Copy every entry precisely.

━━ Study material ━━

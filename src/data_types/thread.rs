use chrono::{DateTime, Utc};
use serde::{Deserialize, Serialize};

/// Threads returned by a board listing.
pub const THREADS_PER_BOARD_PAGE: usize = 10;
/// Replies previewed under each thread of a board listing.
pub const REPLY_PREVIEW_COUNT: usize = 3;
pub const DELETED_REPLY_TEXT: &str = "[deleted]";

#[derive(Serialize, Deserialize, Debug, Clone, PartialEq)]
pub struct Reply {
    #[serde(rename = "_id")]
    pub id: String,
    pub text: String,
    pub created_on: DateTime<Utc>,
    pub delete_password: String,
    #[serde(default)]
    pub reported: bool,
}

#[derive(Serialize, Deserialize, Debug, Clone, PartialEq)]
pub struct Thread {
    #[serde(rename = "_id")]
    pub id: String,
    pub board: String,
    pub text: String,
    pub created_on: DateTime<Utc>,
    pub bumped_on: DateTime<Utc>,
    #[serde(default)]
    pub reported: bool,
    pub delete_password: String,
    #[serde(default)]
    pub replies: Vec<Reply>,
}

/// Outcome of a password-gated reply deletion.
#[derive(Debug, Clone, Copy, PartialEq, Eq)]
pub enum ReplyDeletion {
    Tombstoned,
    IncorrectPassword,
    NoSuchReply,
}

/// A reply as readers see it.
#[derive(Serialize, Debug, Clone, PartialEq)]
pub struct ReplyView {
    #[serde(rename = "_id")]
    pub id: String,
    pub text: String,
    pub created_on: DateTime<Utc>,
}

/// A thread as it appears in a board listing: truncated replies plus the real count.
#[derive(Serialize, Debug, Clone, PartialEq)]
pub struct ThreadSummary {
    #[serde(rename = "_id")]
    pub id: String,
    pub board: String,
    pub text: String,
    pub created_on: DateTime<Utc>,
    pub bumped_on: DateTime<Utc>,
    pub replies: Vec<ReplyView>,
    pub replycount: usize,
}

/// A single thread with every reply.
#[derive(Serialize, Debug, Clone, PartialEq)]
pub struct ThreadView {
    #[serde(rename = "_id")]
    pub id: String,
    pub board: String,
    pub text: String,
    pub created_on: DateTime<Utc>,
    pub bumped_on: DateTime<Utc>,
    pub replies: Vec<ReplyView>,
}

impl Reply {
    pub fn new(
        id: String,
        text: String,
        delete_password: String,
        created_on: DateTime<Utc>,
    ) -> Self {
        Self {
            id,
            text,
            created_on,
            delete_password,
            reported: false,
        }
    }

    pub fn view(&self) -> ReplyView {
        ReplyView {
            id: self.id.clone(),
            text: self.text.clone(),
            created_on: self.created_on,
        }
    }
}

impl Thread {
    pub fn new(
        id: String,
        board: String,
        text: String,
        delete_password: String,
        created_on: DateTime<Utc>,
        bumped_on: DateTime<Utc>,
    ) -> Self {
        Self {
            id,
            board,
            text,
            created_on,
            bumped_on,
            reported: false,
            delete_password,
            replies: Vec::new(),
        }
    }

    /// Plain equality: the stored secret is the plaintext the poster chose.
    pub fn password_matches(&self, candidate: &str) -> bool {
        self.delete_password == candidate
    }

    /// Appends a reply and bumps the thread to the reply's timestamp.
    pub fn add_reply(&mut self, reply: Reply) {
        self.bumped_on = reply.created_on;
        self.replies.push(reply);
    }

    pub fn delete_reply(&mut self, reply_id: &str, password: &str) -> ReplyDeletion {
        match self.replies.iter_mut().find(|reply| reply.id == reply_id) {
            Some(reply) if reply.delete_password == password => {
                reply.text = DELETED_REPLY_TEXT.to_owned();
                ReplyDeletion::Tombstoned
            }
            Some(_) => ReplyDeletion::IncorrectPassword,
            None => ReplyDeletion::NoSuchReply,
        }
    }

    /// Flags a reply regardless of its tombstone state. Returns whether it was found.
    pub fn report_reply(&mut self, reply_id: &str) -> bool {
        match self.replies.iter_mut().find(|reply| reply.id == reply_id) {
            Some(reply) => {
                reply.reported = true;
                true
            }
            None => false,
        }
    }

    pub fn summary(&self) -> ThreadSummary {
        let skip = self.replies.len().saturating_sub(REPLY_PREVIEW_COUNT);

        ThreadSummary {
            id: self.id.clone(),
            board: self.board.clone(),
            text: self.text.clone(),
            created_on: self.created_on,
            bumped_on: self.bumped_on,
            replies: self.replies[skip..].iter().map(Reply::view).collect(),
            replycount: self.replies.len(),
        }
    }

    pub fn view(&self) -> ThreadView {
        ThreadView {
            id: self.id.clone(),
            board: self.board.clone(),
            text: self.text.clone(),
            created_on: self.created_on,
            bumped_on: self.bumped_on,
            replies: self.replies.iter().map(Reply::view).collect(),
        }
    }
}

━━━

## Written reply
filename src/data_types/thread.rs
use chrono::{DateTime, Utc};
use serde::{Deserialize, Serialize};

/// Threads returned by a board listing.
pub const THREADS_PER_BOARD_PAGE: usize = 10;
/// Replies previewed under each thread of a board listing.
pub const REPLY_PREVIEW_COUNT: usize = 3;
pub const DELETED_REPLY_TEXT: &str = "[deleted]";

#[derive(Serialize, Deserialize, Debug, Clone, PartialEq)]
pub struct Reply {
    #[serde(rename = "_id")]
    pub id: String,
    pub text: String,
    pub created_on: DateTime<Utc>,
    pub delete_password: String,
    #[serde(default)]
    pub reported: bool,
}

#[derive(Serialize, Deserialize, Debug, Clone, PartialEq)]
pub struct Thread {
    #[serde(rename = "_id")]
    pub id: String,
    pub board: String,
    pub text: String,
    pub created_on: DateTime<Utc>,
    pub bumped_on: DateTime<Utc>,
    #[serde(default)]
    pub reported: bool,
    pub delete_password: String,
    #[serde(default)]
    pub replies: Vec<Reply>,
}

/// Outcome of a password-gated reply deletion.
#[derive(Debug, Clone, Copy, PartialEq, Eq)]
pub enum ReplyDeletion {
    Tombstoned,
    IncorrectPassword,
    NoSuchReply,
}

/// A reply as readers see it.
#[derive(Serialize, Debug, Clone, PartialEq)]
pub struct ReplyView {
    #[serde(rename = "_id")]
    pub id: String,
    pub text: String,
    pub created_on: DateTime<Utc>,
}

/// A thread as it appears in a board listing: truncated replies plus the real count.
#[derive(Serialize, Debug, Clone, PartialEq)]
pub struct ThreadSummary {
    #[serde(rename = "_id")]
    pub id: String,
    pub board: String,
    pub text: String,
    pub created_on: DateTime<Utc>,
    pub bumped_on: DateTime<Utc>,
    pub replies: Vec<ReplyView>,
    pub replycount: usize,
}

/// A single thread with every reply.
#[derive(Serialize, Debug, Clone, PartialEq)]
pub struct ThreadView {
    #[serde(rename = "_id")]
    pub id: String,
    pub board: String,
    pub text: String,
    pub created_on: DateTime<Utc>,
    pub bumped_on: DateTime<Utc>,
    pub replies: Vec<ReplyView>,
}

impl Reply {
    pub fn new(
        id: String,
        text: String,
        delete_password: String,
        created_on: DateTime<Utc>,
    ) -> Self {
        Self {
            id,
            text,
            created_on,
            delete_password,
            reported: false,
        }
    }

    pub fn view(&self) -> ReplyView {
        ReplyView {
            id: self.id.clone(),
            text: self.text.clone(),
            created_on: self.created_on,
        }
    }
}

impl Thread {
    pub fn new(
        id: String,
        board: String,
        text: String,
        delete_password: String,
        created_on: DateTime<Utc>,
        bumped_on: DateTime<Utc>,
    ) -> Self {
        Self {
            id,
            board,
            text,
            created_on,
            bumped_on,
            reported: false,
            delete_password,
            replies: Vec::new(),
        }
    }

    /// Plain equality: the stored secret is the plaintext the poster chose.
    pub fn password_matches(&self, candidate: &str) -> bool {
        self.delete_password == candidate
    }

    /// Appends a reply and bumps the thread to the reply's timestamp.
    pub fn add_reply(&mut self, reply: Reply) {
        self.bumped_on = reply.created_on;
        self.replies.push(reply);
    }

    pub fn delete_reply(&mut self, reply_id: &str, password: &str) -> ReplyDeletion {
        match self.replies.iter_mut().find(|reply| reply.id == reply_id) {
            Some(reply) if reply.delete_password == password => {
                reply.text = DELETED_REPLY_TEXT.to_owned();
                ReplyDeletion::Tombstoned
            }
            Some(_) => ReplyDeletion::IncorrectPassword,
            None => ReplyDeletion::NoSuchReply,
        }
    }

    /// Flags a reply regardless of its tombstone state. Returns whether it was found.
    pub fn report_reply(&mut self, reply_id: &str) -> bool {
        match self.replies.iter_mut().find(|reply| reply.id == reply_id) {
            Some(reply) => {
                reply.reported = true;
                true
            }
            None => false,
        }
    }

    pub fn summary(&self) -> ThreadSummary {
        let skip = self.replies.len().saturating_sub(REPLY_PREVIEW_COUNT);

        ThreadSummary {
            id: self.id.clone(),
            board: self.board.clone(),
            text: self.text.clone(),
            created_on: self.created_on,
            bumped_on: self.bumped_on,
            replies: self.replies[skip..].iter().map(Reply::view).collect(),
            replycount: self.replies.len(),
        }
    }

    pub fn view(&self) -> ThreadView {
        ThreadView {
            id: self.id.clone(),
            board: self.board.clone(),
            text: self.text.clone(),
            created_on: self.created_on,
            bumped_on: self.bumped_on,
            replies: self.replies.iter().map(Reply::view).collect(),
        }
    }
}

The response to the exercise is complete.